[Collected data entries]
# # #

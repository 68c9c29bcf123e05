//! Defines the data structures and models used throughout the application.
//!
//! Currently these are the command records returned by the Discord API, the command scope,
//! and the tagged outcome of a list request.

mod command;

pub use command::*;
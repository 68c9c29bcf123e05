//! Interactive collection of the run configuration.
//!
//! Nothing is read from the environment or from files: every run asks for the application id,
//! the bot token, an optional guild id and an optional output directory.

use crate::cli::console::{Console, Tone};
use crate::error::{AppError, Result};
use std::fmt;
use std::path::PathBuf;
use tracing::{error, info};

/// Output directory used when the user keeps the default or leaves the override blank.
pub const DEFAULT_OUTPUT_DIR: &str = "./discord_commands";

/// Configuration of one run. Built once by [`Config::collect`] and never modified afterwards.
#[derive(Clone)]
pub struct Config {
    pub application_id: String,
    pub bot_token: String,
    /// Guild whose commands are managed alongside the global ones, if any.
    pub guild_id: Option<String>,
    pub output_dir: PathBuf,
}

impl fmt::Debug for Config {
    fn fmt(&self, f: &mut fmt::Formatter<'_>) -> fmt::Result {
        f.debug_struct("Config")
            .field("application_id", &self.application_id)
            .field("bot_token", &"<redacted>")
            .field("guild_id", &self.guild_id)
            .field("output_dir", &self.output_dir)
            .finish()
    }
}

impl Config {
    /// Prompts the user for every configuration value.
    ///
    /// # Errors
    ///
    /// Returns `AppError::Config` if the application id or the bot token is left empty,
    /// and propagates console errors.
    pub fn collect(console: &mut impl Console) -> Result<Self> {
        console.emit(Tone::Heading, "=== CONFIGURATION ===");
        console.emit(
            Tone::Warning,
            "Veuillez saisir les informations nécessaires pour le fonctionnement du script.",
        );

        let application_id = console.ask("ID de l'application Discord")?.trim().to_string();
        if application_id.is_empty() {
            error!("Configuration aborted: empty application id");
            return Err(AppError::Config(
                "L'ID de l'application est obligatoire.".to_string(),
            ));
        }

        let bot_token = console.ask_secret("Token du bot Discord")?.trim().to_string();
        if bot_token.is_empty() {
            error!("Configuration aborted: empty bot token");
            return Err(AppError::Config(
                "Le token du bot est obligatoire.".to_string(),
            ));
        }

        let mut guild_id = None;
        if console.confirm("Voulez-vous également gérer les commandes spécifiques à un serveur?")? {
            let id = console.ask("ID du serveur Discord")?.trim().to_string();
            if !id.is_empty() {
                guild_id = Some(id);
            }
        }

        let mut output_dir = PathBuf::from(DEFAULT_OUTPUT_DIR);
        if console.confirm(&format!(
            "Voulez-vous modifier le dossier de sortie? (Actuellement: {})",
            DEFAULT_OUTPUT_DIR
        ))? {
            let dir = console.ask("Nouveau dossier de sortie")?.trim().to_string();
            if !dir.is_empty() {
                output_dir = PathBuf::from(dir);
            }
        }

        let config = Self {
            application_id,
            bot_token,
            guild_id,
            output_dir,
        };
        info!("Configuration collected: {:?}", config);
        console.emit(Tone::Success, "Configuration terminée!");
        Ok(config)
    }

    /// Whether guild-scoped operations can be attempted.
    pub fn has_guild(&self) -> bool {
        self.guild_id.as_deref().is_some_and(|id| !id.is_empty())
    }
}
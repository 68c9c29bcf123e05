//! Saves retrieved command lists as pretty-printed JSON files.
//!
//! Each scope has a fixed filename under the configured output directory. Files are
//! overwritten on every retrieval, without atomic rename.

use crate::cli::Config;
use crate::error::Result;
use crate::models::{CommandRecord, Scope};
use std::path::PathBuf;
use tracing::{debug, info};

/// Writes command lists under one output directory.
pub struct CommandStore {
    output_dir: PathBuf,
}

impl CommandStore {
    /// Creates a store writing into the output directory of `config`.
    pub fn new(config: &Config) -> Self {
        Self {
            output_dir: config.output_dir.clone(),
        }
    }

    /// Path of the file holding the commands of `scope`.
    pub fn path_for(&self, scope: Scope) -> PathBuf {
        self.output_dir.join(scope.file_name())
    }

    /// Saves `commands` to the file of `scope`, creating the output directory if needed.
    ///
    /// The JSON is indented with two spaces and contains every record exactly as received.
    ///
    /// # Errors
    ///
    /// Returns `AppError::Io` if the directory or the file cannot be written, and
    /// `AppError::JsonParse` if serialization fails.
    pub async fn save(&self, commands: &[CommandRecord], scope: Scope) -> Result<PathBuf> {
        if !tokio::fs::try_exists(&self.output_dir).await? {
            debug!("Creating output directory {}", self.output_dir.display());
            tokio::fs::create_dir_all(&self.output_dir).await?;
        }

        let path = self.path_for(scope);
        let contents = serde_json::to_string_pretty(commands)?;
        tokio::fs::write(&path, contents).await?;

        info!(
            "Saved {} {} commands to {}",
            commands.len(),
            scope,
            path.display()
        );
        Ok(path)
    }
}
//! Console input and output for the interactive workflow.
//!
//! The `Console` trait keeps terminal concerns (colours, prompts, spinners) out of the
//! workflow so the state machine can be driven by scripted input in tests.
//! `TerminalConsole` is the real implementation built on `dialoguer`, `colored` and `indicatif`.
//! When stdin or stderr is not a terminal (piped input), it reads plain lines instead.

use crate::error::Result;
use crate::models::{CommandRecord, Scope, NO_DESCRIPTION};
use colored::*;
use dialoguer::{theme::ColorfulTheme, Input, Password};
use indicatif::{ProgressBar, ProgressStyle};
use std::io::{self, BufRead, IsTerminal, Write};
use std::time::Duration;

/// The only answer accepted by a confirmation prompt ("oui").
pub const AFFIRMATIVE: &str = "o";

/// Category of a console message. Only affects how the message is rendered.
#[derive(Debug, Clone, Copy, PartialEq, Eq)]
pub enum Tone {
    Success,
    Error,
    Warning,
    Info,
    Heading,
}

/// Returns true only for the affirmative token, case-insensitively. Anything else, including
/// an empty answer, is a refusal.
pub fn is_affirmative(answer: &str) -> bool {
    answer.eq_ignore_ascii_case(AFFIRMATIVE)
}

/// Bidirectional console used by the configuration collector and the workflow.
pub trait Console {
    /// Reads one line of free text.
    fn ask(&mut self, prompt: &str) -> Result<String>;

    /// Reads a secret without echoing it where the console supports that.
    fn ask_secret(&mut self, prompt: &str) -> Result<String> {
        self.ask(prompt)
    }

    /// Prints a categorised message.
    fn emit(&mut self, tone: Tone, message: &str);

    /// Asks a yes/no question where only the affirmative token counts as yes.
    fn confirm(&mut self, prompt: &str) -> Result<bool> {
        let answer = self.ask(&format!("{} (o/N)", prompt))?;
        Ok(is_affirmative(&answer))
    }

    /// Signals that a long-running operation (a network call) has started.
    fn begin_activity(&mut self, _message: &str) -> Result<()> {
        Ok(())
    }

    /// Signals that the operation started by `begin_activity` is over.
    fn end_activity(&mut self) {}
}

/// Displays a list of commands of the given scope.
///
/// Returns whether the list was non-empty, which callers use to decide whether deletion
/// can continue.
pub fn show_commands(console: &mut impl Console, commands: &[CommandRecord], scope: Scope) -> bool {
    if commands.is_empty() {
        console.emit(
            Tone::Warning,
            &format!("Aucune commande {} trouvée.", scope.singular_label()),
        );
        return false;
    }

    console.emit(
        Tone::Info,
        &format!(
            "Commandes {} trouvées ({}):",
            scope.label(),
            commands.len()
        ),
    );
    for command in commands {
        console.emit(
            Tone::Info,
            &format!(
                "   ID: {} - Nom: {} - Description: {}",
                command.id,
                command.name,
                command.description().unwrap_or(NO_DESCRIPTION)
            ),
        );
    }
    true
}

/// Console backed by the real terminal.
pub struct TerminalConsole {
    theme: ColorfulTheme,
    spinner: Option<ProgressBar>,
    /// dialoguer prompts need a terminal on both stdin and stderr.
    interactive: bool,
}

impl TerminalConsole {
    pub fn new() -> Self {
        Self {
            theme: ColorfulTheme::default(),
            spinner: None,
            interactive: io::stdin().is_terminal() && io::stderr().is_terminal(),
        }
    }
}

impl Default for TerminalConsole {
    fn default() -> Self {
        Self::new()
    }
}

impl Console for TerminalConsole {
    fn ask(&mut self, prompt: &str) -> Result<String> {
        if !self.interactive {
            return read_answer(&mut io::stdin().lock(), &mut io::stdout(), prompt);
        }
        let answer: String = Input::with_theme(&self.theme)
            .with_prompt(prompt)
            .allow_empty(true)
            .interact_text()?;
        Ok(answer)
    }

    fn ask_secret(&mut self, prompt: &str) -> Result<String> {
        if !self.interactive {
            return read_answer(&mut io::stdin().lock(), &mut io::stdout(), prompt);
        }
        let answer = Password::with_theme(&self.theme)
            .with_prompt(prompt)
            .allow_empty_password(true)
            .interact()?;
        Ok(answer)
    }

    fn emit(&mut self, tone: Tone, message: &str) {
        // Keep the spinner line from swallowing the message.
        if let Some(spinner) = &self.spinner {
            spinner.suspend(|| print_styled(tone, message));
        } else {
            print_styled(tone, message);
        }
    }

    fn begin_activity(&mut self, message: &str) -> Result<()> {
        let spinner = ProgressBar::new_spinner();
        spinner.set_style(ProgressStyle::with_template("{spinner:.cyan} {msg}")?);
        spinner.set_message(message.to_string());
        spinner.enable_steady_tick(Duration::from_millis(100));
        self.spinner = Some(spinner);
        Ok(())
    }

    fn end_activity(&mut self) {
        if let Some(spinner) = self.spinner.take() {
            spinner.finish_and_clear();
        }
    }
}

/// Reads one answer from a plain line stream.
///
/// Fails with `UnexpectedEof` once the input is closed.
fn read_answer(reader: &mut impl BufRead, writer: &mut impl Write, prompt: &str) -> Result<String> {
    write!(writer, "{}: ", prompt)?;
    writer.flush()?;

    let mut line = String::new();
    if reader.read_line(&mut line)? == 0 {
        return Err(io::Error::new(io::ErrorKind::UnexpectedEof, "console input closed").into());
    }
    Ok(line.trim_end_matches(['\r', '\n']).to_string())
}

fn print_styled(tone: Tone, message: &str) {
    match tone {
        Tone::Success => println!("{}", format!("✅ {}", message).green()),
        Tone::Error => println!("{}", format!("❌ {}", message).red()),
        Tone::Warning => println!("{}", format!("⚠️ {}", message).yellow()),
        Tone::Info => println!("{}", message.cyan()),
        Tone::Heading => println!("\n{}", message.cyan().bold()),
    }
}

# # #

▸ Problem requirements
Begin at the top of the records above and quote each line exactly, ending with the line that contains "if the application".

▸ Solution
repository 68c9c29bcf123e05
//! Defines the data structures and models used throughout the application.
//!
//! Currently these are the command records returned by the Discord API, the command scope,
//! and the tagged outcome of a list request.

mod command;

pub use command::*;
repository 68c9c29bcf123e05
//! Interactive collection of the run configuration.
//!
//! Nothing is read from the environment or from files: every run asks for the application id,
//! the bot token, an optional guild id and an optional output directory.

use crate::cli::console::{Console, Tone};
use crate::error::{AppError, Result};
use std::fmt;
use std::path::PathBuf;
use tracing::{error, info};

/// Output directory used when the user keeps the default or leaves the override blank.
pub const DEFAULT_OUTPUT_DIR: &str = "./discord_commands";

/// Configuration of one run. Built once by [`Config::collect`] and never modified afterwards.
#[derive(Clone)]
pub struct Config {
    pub application_id: String,
    pub bot_token: String,
    /// Guild whose commands are managed alongside the global ones, if any.
    pub guild_id: Option<String>,
    pub output_dir: PathBuf,
}

impl fmt::Debug for Config {
    fn fmt(&self, f: &mut fmt::Formatter<'_>) -> fmt::Result {
        f.debug_struct("Config")
            .field("application_id", &self.application_id)
            .field("bot_token", &"<redacted>")
            .field("guild_id", &self.guild_id)
            .field("output_dir", &self.output_dir)
            .finish()
    }
}

impl Config {
    /// Prompts the user for every configuration value.
    ///
    /// # Errors
    ///
    /// Returns `AppError::Config` if the application id or the bot token is left empty,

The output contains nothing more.